水分と行動食についても準備が必要です。コース上にはエイドステーションや自動販売機もありますが、自分のタイミングで水分補給ができるよう500ml程度の飲み物は携行しましょう。また、エネルギー切れを防ぐため飴、チョコレート、ゼリー飲料などの行動食をポケットに入れておくと安心です。その他、健康保険証のコピー、スマートフォン、モバイルバッテリー、タオル、ゴミを持ち帰るための袋も忘れずに準備しましょう。
申し込み方法と事前準備
本大会への参加は事前申込制です。「スポーツエントリー」などのウェブサイトや電話での申し込みが可能ですが、特に定員のある「チャレンジコース」は人気が高く早期に満席となる傾向があります。参加を希望する場合は募集開始時期を逃さないよう注意が必要です。また18kmという距離は決して短くはありません。大会数週間前から平地でのウォーキング練習や階段を使った昇降運動を行い、基礎体力を整えておくことが当日の完歩と楽しみにつながります。
清水次郎長ゆかりの船宿「末廣」
ゴールの手前で立ち寄るスポットとして、清水港船宿記念館「末廣(すえひろ)」があります。ここは任侠の親分として知られる清水次郎長が晩年に船宿として経営した建物を、当時の部材を用いて復元したものです。

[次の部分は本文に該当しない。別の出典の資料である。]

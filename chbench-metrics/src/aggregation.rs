//! Per-query grouping of normalized analytical records

use crate::normalizer::NormalizedLog;
use chbench_common::{ChBenchError, Result, TransactionType, WorkerId};
use serde::{Deserialize, Serialize};
use std::collections::{BTreeMap, BTreeSet};
use tracing::debug;

/// Summary statistics for all executions of one analytical query
#[derive(Debug, Clone, PartialEq, Serialize, Deserialize)]
pub struct QueryGroup {
    pub transaction_type: TransactionType,
    /// 1-based query number (Q1 is the lowest analytical type)
    pub query_number: u32,
    pub count: usize,
    /// Mean normalized latency in seconds
    pub mean_latency: f64,
    pub min_latency: f64,
    pub max_latency: f64,
    pub first_start: f64,
    pub last_start: f64,
    pub worker_count: usize,
}

#[derive(Default)]
struct GroupAccumulator<'a> {
    count: usize,
    latency_sum: f64,
    min_latency: f64,
    max_latency: f64,
    first_start: f64,
    last_start: f64,
    workers: BTreeSet<&'a str>,
}

impl<'a> GroupAccumulator<'a> {
    fn push(&mut self, latency: f64, start: f64, worker: &'a str) {
        if self.count == 0 {
            self.min_latency = latency;
            self.max_latency = latency;
            self.first_start = start;
            self.last_start = start;
        } else {
            self.min_latency = self.min_latency.min(latency);
            self.max_latency = self.max_latency.max(latency);
            self.first_start = self.first_start.min(start);
            self.last_start = self.last_start.max(start);
        }
        self.count += 1;
        self.latency_sum += latency;
        self.workers.insert(worker);
    }
}

/// Analytical query groups ordered by transaction type
#[derive(Debug, Clone, PartialEq, Serialize, Deserialize)]
pub struct QueryGroups {
    groups: Vec<QueryGroup>,
    distinct_workers: usize,
}

impl QueryGroups {
    /// Partition the analytical records of a normalized log
    pub fn from_log(log: &NormalizedLog) -> Result<Self> {
        let range = log.range();
        let mut by_type: BTreeMap<TransactionType, GroupAccumulator<'_>> = BTreeMap::new();
        let mut workers: BTreeSet<&WorkerId> = BTreeSet::new();

        for normalized in log.analytical() {
            let record = &normalized.record;
            by_type.entry(record.transaction_type).or_default().push(
                normalized.normalized_latency,
                record.start_time,
                &record.worker_id,
            );
            workers.insert(&record.worker_id);
        }

        if by_type.is_empty() {
            return Err(ChBenchError::InsufficientData(format!(
                "no analytical queries with transaction type in {}..={}",
                range.lower, range.upper
            )));
        }

        let groups: Vec<QueryGroup> = by_type
            .into_iter()
            .map(|(transaction_type, acc)| QueryGroup {
                transaction_type,
                query_number: range.query_number(transaction_type).unwrap_or_default(),
                count: acc.count,
                mean_latency: acc.latency_sum / acc.count as f64,
                min_latency: acc.min_latency,
                max_latency: acc.max_latency,
                first_start: acc.first_start,
                last_start: acc.last_start,
                worker_count: acc.workers.len(),
            })
            .collect();

        debug!(
            "Grouped analytical records into {} queries across {} workers",
            groups.len(),
            workers.len()
        );

        Ok(Self {
            groups,
            distinct_workers: workers.len(),
        })
    }

    pub fn groups(&self) -> &[QueryGroup] {
        &self.groups
    }

    pub fn iter(&self) -> std::slice::Iter<'_, QueryGroup> {
        self.groups.iter()
    }

    pub fn len(&self) -> usize {
        self.groups.len()
    }

    pub fn is_empty(&self) -> bool {
        self.groups.is_empty()
    }

    pub fn get(&self, transaction_type: TransactionType) -> Option<&QueryGroup> {
        self.groups
            .binary_search_by_key(&transaction_type, |g| g.transaction_type)
            .ok()
            .map(|idx| &self.groups[idx])
    }

    /// Mean normalized latency per group, in group order
    pub fn mean_latencies(&self) -> Vec<f64> {
        self.groups.iter().map(|g| g.mean_latency).collect()
    }

    /// Distinct worker ids over all analytical records
    pub fn distinct_workers(&self) -> usize {
        self.distinct_workers
    }
}

impl<'a> IntoIterator for &'a QueryGroups {
    type Item = &'a QueryGroup;
    type IntoIter = std::slice::Iter<'a, QueryGroup>;

    fn into_iter(self) -> Self::IntoIter {
        self.groups.iter()
    }
}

一般的に「海道一の親分」として知られる次郎長ですが、明治維新後はきっぱりと稼業から足を洗い、社会事業家として清水港の振興、富士山麓の開墾、英語教育の普及などに尽力しました。この「末廣」は次郎長が山岡鉄舟や榎本武揚ら明治政府の要人と交流し、また地域の若者たちに教えを説いた拠点でした。

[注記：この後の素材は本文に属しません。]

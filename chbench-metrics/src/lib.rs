//! CH-benCHmark log evaluation
//!
//! This crate turns the raw per-transaction timing log written by the
//! benchmark driver into the CH-benCHmark metrics:
//! - Loading and validating the five-column log
//! - Normalizing analytical query latencies against reference coefficients
//! - Grouping analytical queries and computing the headline metrics
//! - Formatting the text report and plot-ready series

pub mod loader;
pub mod norm_factors;
pub mod normalizer;
pub mod aggregation;
pub mod metrics;
pub mod report;
pub mod pipeline;

pub use aggregation::{QueryGroup, QueryGroups};
pub use loader::{PhaseBoundary, TimingLog, TimingRecord};
pub use metrics::{GeometricMeanPolicy, MetricsCalculator, MetricsResult};
pub use norm_factors::{NormFactorInput, NormFactors, REFERENCE_NORM_FACTORS};
pub use normalizer::{LatencyNormalizer, NormalizationMode, NormalizedLog, NormalizedRecord, ScaleFactor};
pub use pipeline::{Evaluation, EvaluationOptions};
pub use report::{format_report, JsonReport, LatencyPoint, PlotData, ThroughputPoint};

館内には次郎長の愛用品や当時の写真、資料が展示されており、訪れる人々は「やくざの親分」というステレオタイプを超えた、地域の名士・教育者としての次郎長の真の姿を知ることができます。ボランティアガイドによる解説も行われており、次郎長と妻お蝶の物語や当時の清水港の様子を詳しく学ぶことができます。
日本平ウォーク2026で体験する静岡の魅力
日本平ウォーク2026は、単にA地点からB地点へ移動するだけのイベントではありません。それは古代の神話(ヤマトタケル)から始まり、中世・近世の武将(徳川家康公)、そして近代日本の礎を築いた人々(清水次郎長、山岡鉄舟)の足跡を辿る、壮大な「歴史の旅」です。
その旅の背景には常に変わらぬ姿で世界遺産・富士山が聳え立っています。「富士山の日」という特別なタイミングで、静岡が世界に誇るこの景観と土地に刻まれた物語を自身の足と五感で体感することは、参加者にとって忘れがたい記憶となるでしょう。
草薙総合運動場から始まる道のりは、日本平夢テラスでの360度パノラマ、久能山東照宮の国宝建築、1159段の石段からの絶景、石垣いちごの甘い香り、龍華寺の借景庭園、そして清水港のグルメと、次々と異なる感動を与えてくれます。都市、山岳、海岸、港湾という多様な地理的要素を一本の線で結ぶこのルートは、静岡の地形的特性と歴史的魅力を凝縮した贅沢なコース設定と言えます。
2026年2月22日、早春の駿河路で富士山を仰ぎながら歩く一日は、心と体の両方をリフレッシュさせてくれる特別な体験となることでしょう。ウォーキング初心者から健脚の方まで、それぞれのペースで楽しめる日本平ウォーク2026への参加をぜひ検討してみてください。